The default store uses the system’s Journal, so you get this for free when persistence is configured. Override with rememberEntitiesStore if you need a different backing store.

Just the identities of active entities — not their state. Entity state is the entity’s own responsibility (PersistentActor journals state changes; remember-entities tracks which IDs to bring back).

Two-store split:

Journal (your events) RememberEntitiesStore (just IDs)
pid=cart-user-42 entityIds = ['cart-user-42', 'cart-user-43', ...]
event 1
event 2
event 3

This is intentional — the remember store has different access patterns (small, frequent writes when entities start/stop) and benefits from being separable.

  • The shard a given entity belonged to. On respawn, allocation runs again (per the allocation strategy).
  • The entity’s state. If you want state to survive, the entity must persist it itself via PersistentActor or external storage.

If you use rememberEntities: true but haven’t configured a journal:

sharding.start({
typeName: '...',
entityProps: ...,
extractEntityId: ...,
rememberEntities: true,
rememberEntitiesStore: null, // explicit opt-out of persistence
});

Passing null falls back to the v1 in-memory-only behavior — the entity set is tracked in process memory and lost on coordinator failover. Useful for dev / tests; pointless in production.

Without rememberEntitiesStore: null and without a configured journal, the framework auto-instantiates a JournalRememberEntitiesStore backed by the (in-memory by default) journal — which is fine for testing but doesn’t survive restart.

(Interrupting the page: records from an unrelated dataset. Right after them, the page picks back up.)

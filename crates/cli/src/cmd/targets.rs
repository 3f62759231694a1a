//! Implementation of the `quarry targets` command.
//!
//! Runs a whole-project parse and prints the canonical name of every
//! declared target, optionally filtered by rule type.

use std::path::Path;

use anyhow::Result;

use quarry_lib::rule::RawRule;
use quarry_lib::target::Target;

use super::{new_parser, to_anyhow};

pub fn cmd_targets(root: &Path, includes: &[String], rule_type: Option<&str>) -> Result<()> {
  let parser = new_parser(root);

  let filter = |_: &RawRule, declared_type: &str, _: &Target| rule_type.is_none_or(|want| want == declared_type);
  let targets = to_anyhow(parser.parse_project(root, includes, Some(&filter)))?.unwrap_or_default();

  let mut names: Vec<String> = targets.iter().map(ToString::to_string).collect();
  names.sort();
  for name in names {
    println!("{name}");
  }

  Ok(())
}
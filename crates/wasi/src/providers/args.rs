use crate::{ctx::WasiCtx, memory, types::Errno};

/// `args_sizes_get`: argument count and total byte size including NULs.
pub(crate) fn args_sizes_get(
    ctx: &WasiCtx,
    memory: &mut [u8],
    argc_ptr: u32,
    argv_buf_size_ptr: u32,
) -> Result<(), Errno> {
    let argc = ctx.args.len() as u32;
    let buf_size: u32 = ctx.args.iter().map(|a| a.len() as u32 + 1).sum();
    memory::write_u32(memory, argc_ptr, argc)?;
    memory::write_u32(memory, argv_buf_size_ptr, buf_size)
}

/// `args_get`: writes a pointer table at `argv_ptr` and NUL-terminated
/// argument bytes at `argv_buf_ptr`.
pub(crate) fn args_get(
    ctx: &WasiCtx,
    memory: &mut [u8],
    argv_ptr: u32,
    argv_buf_ptr: u32,
) -> Result<(), Errno> {
    let mut buf_offset = argv_buf_ptr;
    for (i, arg) in ctx.args.iter().enumerate() {
        memory::write_u32(memory, argv_ptr + (i as u32) * 4, buf_offset)?;
        memory::write_string(memory, buf_offset, arg)?;
        buf_offset += arg.len() as u32;
        memory::write_bytes(memory, buf_offset, &[0])?;
        buf_offset += 1;
    }
    Ok(())
}
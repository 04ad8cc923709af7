use std::fmt;

/// Host-side failure surfaced to the embedder.
///
/// This is distinct from the guest-visible [`Errno`](crate::Errno): an
/// `Errno` is a normal return value every import hands back to the guest,
/// while a [`WasiError`] aborts the current host call and propagates to
/// whoever drives the [`wasmi::Store`].
#[derive(Debug, thiserror::Error)]
pub enum WasiError {
    /// The guest called `proc_exit`. Carries the exit code the driver should
    /// report to its own caller. This is a control-flow signal, not really
    /// an error, but it has to unwind like one.
    #[error("wasi process exited with status code {0}")]
    ProcessExit(i32),

    /// A [`WasiCtxBuilder`](crate::WasiCtxBuilder) was misconfigured.
    #[error("invalid wasi configuration: {0}")]
    Config(String),

    /// The guest module or its export table didn't satisfy what the driver
    /// requires (missing `memory`, missing `_start`/`_initialize`, called an
    /// entry point twice, ...).
    #[error("wasi driver error: {0}")]
    Trap(String),

    /// A host-provided callback (stdio hook, RNG) failed.
    #[error(transparent)]
    Other(#[from] anyhow::Error),
}

impl WasiError {
    /// Returns the exit code if `self` is a [`WasiError::ProcessExit`].
    pub fn i32_exit_status(&self) -> Option<i32> {
        match self {
            Self::ProcessExit(code) => Some(*code),
            _ => None,
        }
    }

    pub(crate) fn config(msg: impl Into<String>) -> Self {
        Self::Config(msg.into())
    }

    pub(crate) fn trap(msg: impl Into<String>) -> Self {
        Self::Trap(msg.into())
    }
}

impl fmt::Display for crate::Errno {
    fn fmt(&self, f: &mut fmt::Formatter<'_>) -> fmt::Result {
        let s = match self {
            Self::Success => "success",
            Self::Badf => "bad file descriptor",
            Self::Exist => "file exists",
            Self::Inval => "invalid argument",
            Self::Isdir => "is a directory",
            Self::Noent => "no such file or directory",
            Self::Notdir => "not a directory",
            Self::Nosys => "function not supported",
        };
        f.write_str(s)
    }
}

Make sure your journal is durable in production.

import type { RememberEntitiesStore } from 'actor-ts/cluster/sharding';
class RedisRememberEntitiesStore implements RememberEntitiesStore {
async addEntity(typeName: string, entityId: string): Promise<void> { /* SADD */ }
async removeEntity(typeName: string, entityId: string): Promise<void> { /* SREM */ }
async listEntities(typeName: string): Promise<ReadonlyArray<string>> { /* SMEMBERS */ }
}
sharding.start({
// ...
rememberEntities: true,
rememberEntitiesStore: new RedisRememberEntitiesStore(),
});

The interface is small. Useful if you want the entity registry on a different backing store than the rest of your persistence (e.g., Redis for low-latency entity-set lookups while the journal is on Cassandra).

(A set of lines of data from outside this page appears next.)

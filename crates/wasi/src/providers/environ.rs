use crate::{ctx::WasiCtx, memory, types::Errno};

fn entry(key: &str, value: &str) -> String {
    format!("{key}={value}")
}

/// `environ_sizes_get`: variable count and total byte size including NULs.
pub(crate) fn environ_sizes_get(
    ctx: &WasiCtx,
    memory: &mut [u8],
    environc_ptr: u32,
    environ_buf_size_ptr: u32,
) -> Result<(), Errno> {
    let count = ctx.env.len() as u32;
    let buf_size: u32 = ctx
        .env
        .iter()
        .map(|(k, v)| entry(k, v).len() as u32 + 1)
        .sum();
    memory::write_u32(memory, environc_ptr, count)?;
    memory::write_u32(memory, environ_buf_size_ptr, buf_size)
}

/// `environ_get`: writes a pointer table at `environ_ptr` and
/// NUL-terminated `KEY=VALUE` bytes at `environ_buf_ptr`.
pub(crate) fn environ_get(
    ctx: &WasiCtx,
    memory: &mut [u8],
    environ_ptr: u32,
    environ_buf_ptr: u32,
) -> Result<(), Errno> {
    let mut buf_offset = environ_buf_ptr;
    for (i, (key, value)) in ctx.env.iter().enumerate() {
        let pair = entry(key, value);
        memory::write_u32(memory, environ_ptr + (i as u32) * 4, buf_offset)?;
        memory::write_string(memory, buf_offset, &pair)?;
        buf_offset += pair.len() as u32;
        memory::write_bytes(memory, buf_offset, &[0])?;
        buf_offset += 1;
    }
    Ok(())
}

rememberEntities: true adds two write operations per entity lifetime:

  1. One write when the entity spawns (addEntity).
  2. One write when the entity passivates / stops (removeEntity).

For high-churn entities (millions of short-lived sessions per hour), this is real overhead. Consider:

  • Skip rememberEntities for short-lived workloads.
  • Use a fast store (in-memory Redis) instead of the default journal.
  • Batch writes if you’re implementing a custom store.

For low-churn workloads (10K stable entities), the cost is negligible.

ScenarioUse rememberEntities?
Per-user sessions, short-lived, re-spawn on next requestNo
Long-running coordinators, must be alive to do scheduled workYes
IoT device handlers, must subscribe to MQTT topics on startupYes
Per-tenant cache, expensive to rebuildYes
Per-order saga, must continue from where it left off after failoverYes
Per-request transient actor, dies in secondsNo

The rule: if “do I need this entity alive even without a recent message?” is yes, enable it.

Passivation stops idle entities. With rememberEntities:

entity active → passivate (idle) → entity stops → store: removeEntity?

The framework’s behavior:

  • Idle-timeout passivation (passivationIdleMs) — removes the entity from the store. Next message respawns it; the store receives an addEntity again.
  • maxEntities LRU passivation — same.
  • Passivate from the entity itself — same.

For workloads where you want eager re-spawn even of recently-idle entities, set passivationIdleMs: 0 so they stay around.